• INSTRUCTIONS TO FOLLOW: Check every line of the data below for the word "https". Copy the ones that have it.

• RECORDS FOR THIS TASK:
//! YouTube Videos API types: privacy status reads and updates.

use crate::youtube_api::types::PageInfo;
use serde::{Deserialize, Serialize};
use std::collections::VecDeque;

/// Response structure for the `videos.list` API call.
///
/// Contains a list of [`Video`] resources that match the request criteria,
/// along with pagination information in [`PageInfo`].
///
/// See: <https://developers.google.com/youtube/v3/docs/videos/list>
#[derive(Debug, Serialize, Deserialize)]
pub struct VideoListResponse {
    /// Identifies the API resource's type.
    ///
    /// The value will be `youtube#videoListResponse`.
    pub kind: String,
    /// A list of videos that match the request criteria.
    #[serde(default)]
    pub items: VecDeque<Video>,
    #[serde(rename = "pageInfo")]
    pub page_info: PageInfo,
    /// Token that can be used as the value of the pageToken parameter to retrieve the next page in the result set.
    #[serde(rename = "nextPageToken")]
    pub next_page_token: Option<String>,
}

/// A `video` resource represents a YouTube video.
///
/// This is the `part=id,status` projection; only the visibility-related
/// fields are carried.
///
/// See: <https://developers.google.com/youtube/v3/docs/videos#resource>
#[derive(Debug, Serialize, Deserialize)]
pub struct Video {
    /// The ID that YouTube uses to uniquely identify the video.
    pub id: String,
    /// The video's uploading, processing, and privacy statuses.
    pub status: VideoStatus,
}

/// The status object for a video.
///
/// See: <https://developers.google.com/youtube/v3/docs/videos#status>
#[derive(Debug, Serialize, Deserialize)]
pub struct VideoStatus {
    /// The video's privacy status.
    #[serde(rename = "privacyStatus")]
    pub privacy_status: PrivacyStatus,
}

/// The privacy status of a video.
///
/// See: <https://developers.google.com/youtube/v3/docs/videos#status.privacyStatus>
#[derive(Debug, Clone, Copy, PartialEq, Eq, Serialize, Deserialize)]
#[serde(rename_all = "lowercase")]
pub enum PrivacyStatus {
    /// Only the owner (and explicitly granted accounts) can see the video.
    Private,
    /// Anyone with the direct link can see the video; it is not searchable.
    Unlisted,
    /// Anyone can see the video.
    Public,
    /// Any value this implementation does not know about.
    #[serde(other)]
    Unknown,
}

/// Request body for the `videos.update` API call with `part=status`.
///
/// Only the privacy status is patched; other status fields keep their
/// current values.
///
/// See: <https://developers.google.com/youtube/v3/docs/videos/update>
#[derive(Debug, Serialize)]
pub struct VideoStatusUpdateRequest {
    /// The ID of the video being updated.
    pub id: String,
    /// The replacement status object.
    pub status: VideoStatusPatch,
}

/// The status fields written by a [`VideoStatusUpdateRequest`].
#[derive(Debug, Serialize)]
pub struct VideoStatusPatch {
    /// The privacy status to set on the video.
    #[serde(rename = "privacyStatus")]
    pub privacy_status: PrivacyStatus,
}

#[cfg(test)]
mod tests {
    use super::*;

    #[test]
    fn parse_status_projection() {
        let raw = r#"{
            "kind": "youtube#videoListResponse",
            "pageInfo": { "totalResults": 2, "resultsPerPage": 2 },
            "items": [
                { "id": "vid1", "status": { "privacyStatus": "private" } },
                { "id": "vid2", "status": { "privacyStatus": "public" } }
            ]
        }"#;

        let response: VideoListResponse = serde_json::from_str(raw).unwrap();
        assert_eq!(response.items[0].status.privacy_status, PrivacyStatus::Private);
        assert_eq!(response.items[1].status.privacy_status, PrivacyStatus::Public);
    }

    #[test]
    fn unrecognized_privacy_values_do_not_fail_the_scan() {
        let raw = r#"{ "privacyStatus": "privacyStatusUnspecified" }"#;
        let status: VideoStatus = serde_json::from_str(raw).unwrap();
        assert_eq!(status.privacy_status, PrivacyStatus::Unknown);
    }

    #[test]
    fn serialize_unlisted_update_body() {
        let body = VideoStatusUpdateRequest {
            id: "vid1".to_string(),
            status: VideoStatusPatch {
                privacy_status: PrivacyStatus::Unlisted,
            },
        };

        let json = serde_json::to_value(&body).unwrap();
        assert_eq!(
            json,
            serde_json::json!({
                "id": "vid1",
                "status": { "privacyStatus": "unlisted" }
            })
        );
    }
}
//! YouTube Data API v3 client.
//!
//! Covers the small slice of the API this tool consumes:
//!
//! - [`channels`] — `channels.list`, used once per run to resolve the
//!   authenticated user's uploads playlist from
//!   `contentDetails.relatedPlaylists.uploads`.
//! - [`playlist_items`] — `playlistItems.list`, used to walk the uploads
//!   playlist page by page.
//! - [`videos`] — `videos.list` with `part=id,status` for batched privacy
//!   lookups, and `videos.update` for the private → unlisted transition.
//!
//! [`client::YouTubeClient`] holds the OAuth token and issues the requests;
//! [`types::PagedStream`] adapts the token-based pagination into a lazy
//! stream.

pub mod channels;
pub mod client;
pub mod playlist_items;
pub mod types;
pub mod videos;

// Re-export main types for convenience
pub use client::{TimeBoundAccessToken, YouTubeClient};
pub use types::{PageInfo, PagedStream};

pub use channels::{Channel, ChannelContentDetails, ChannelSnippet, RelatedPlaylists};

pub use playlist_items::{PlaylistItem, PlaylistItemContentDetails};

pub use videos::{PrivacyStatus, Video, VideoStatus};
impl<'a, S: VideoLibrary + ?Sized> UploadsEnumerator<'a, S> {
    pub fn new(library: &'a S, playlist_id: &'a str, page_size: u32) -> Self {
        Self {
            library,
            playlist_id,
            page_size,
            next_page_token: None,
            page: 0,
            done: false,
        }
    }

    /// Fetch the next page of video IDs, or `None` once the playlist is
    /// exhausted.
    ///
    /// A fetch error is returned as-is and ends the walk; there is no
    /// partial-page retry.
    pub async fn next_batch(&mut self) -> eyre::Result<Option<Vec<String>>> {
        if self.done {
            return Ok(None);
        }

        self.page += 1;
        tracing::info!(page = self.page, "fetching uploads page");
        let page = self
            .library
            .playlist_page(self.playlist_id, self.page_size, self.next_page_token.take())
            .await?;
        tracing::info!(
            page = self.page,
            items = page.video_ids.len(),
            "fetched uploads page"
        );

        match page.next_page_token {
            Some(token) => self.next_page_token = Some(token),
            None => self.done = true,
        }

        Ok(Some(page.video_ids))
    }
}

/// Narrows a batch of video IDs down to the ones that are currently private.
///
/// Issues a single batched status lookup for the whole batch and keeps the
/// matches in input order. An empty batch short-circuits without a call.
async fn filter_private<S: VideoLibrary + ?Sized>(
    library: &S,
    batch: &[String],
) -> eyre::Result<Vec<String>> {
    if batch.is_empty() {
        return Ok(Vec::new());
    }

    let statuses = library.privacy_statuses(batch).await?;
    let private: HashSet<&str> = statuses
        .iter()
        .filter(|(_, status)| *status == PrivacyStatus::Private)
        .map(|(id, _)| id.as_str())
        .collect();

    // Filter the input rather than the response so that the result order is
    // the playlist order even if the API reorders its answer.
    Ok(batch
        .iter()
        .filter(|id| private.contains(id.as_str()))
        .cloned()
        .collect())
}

• SOLUTION FOR THIS TASK:
/// See: <https://developers.google.com/youtube/v3/docs/videos/list>
/// See: <https://developers.google.com/youtube/v3/docs/videos#resource>
/// See: <https://developers.google.com/youtube/v3/docs/videos#status>
/// See: <https://developers.google.com/youtube/v3/docs/videos#status.privacyStatus>
/// See: <https://developers.google.com/youtube/v3/docs/videos/update>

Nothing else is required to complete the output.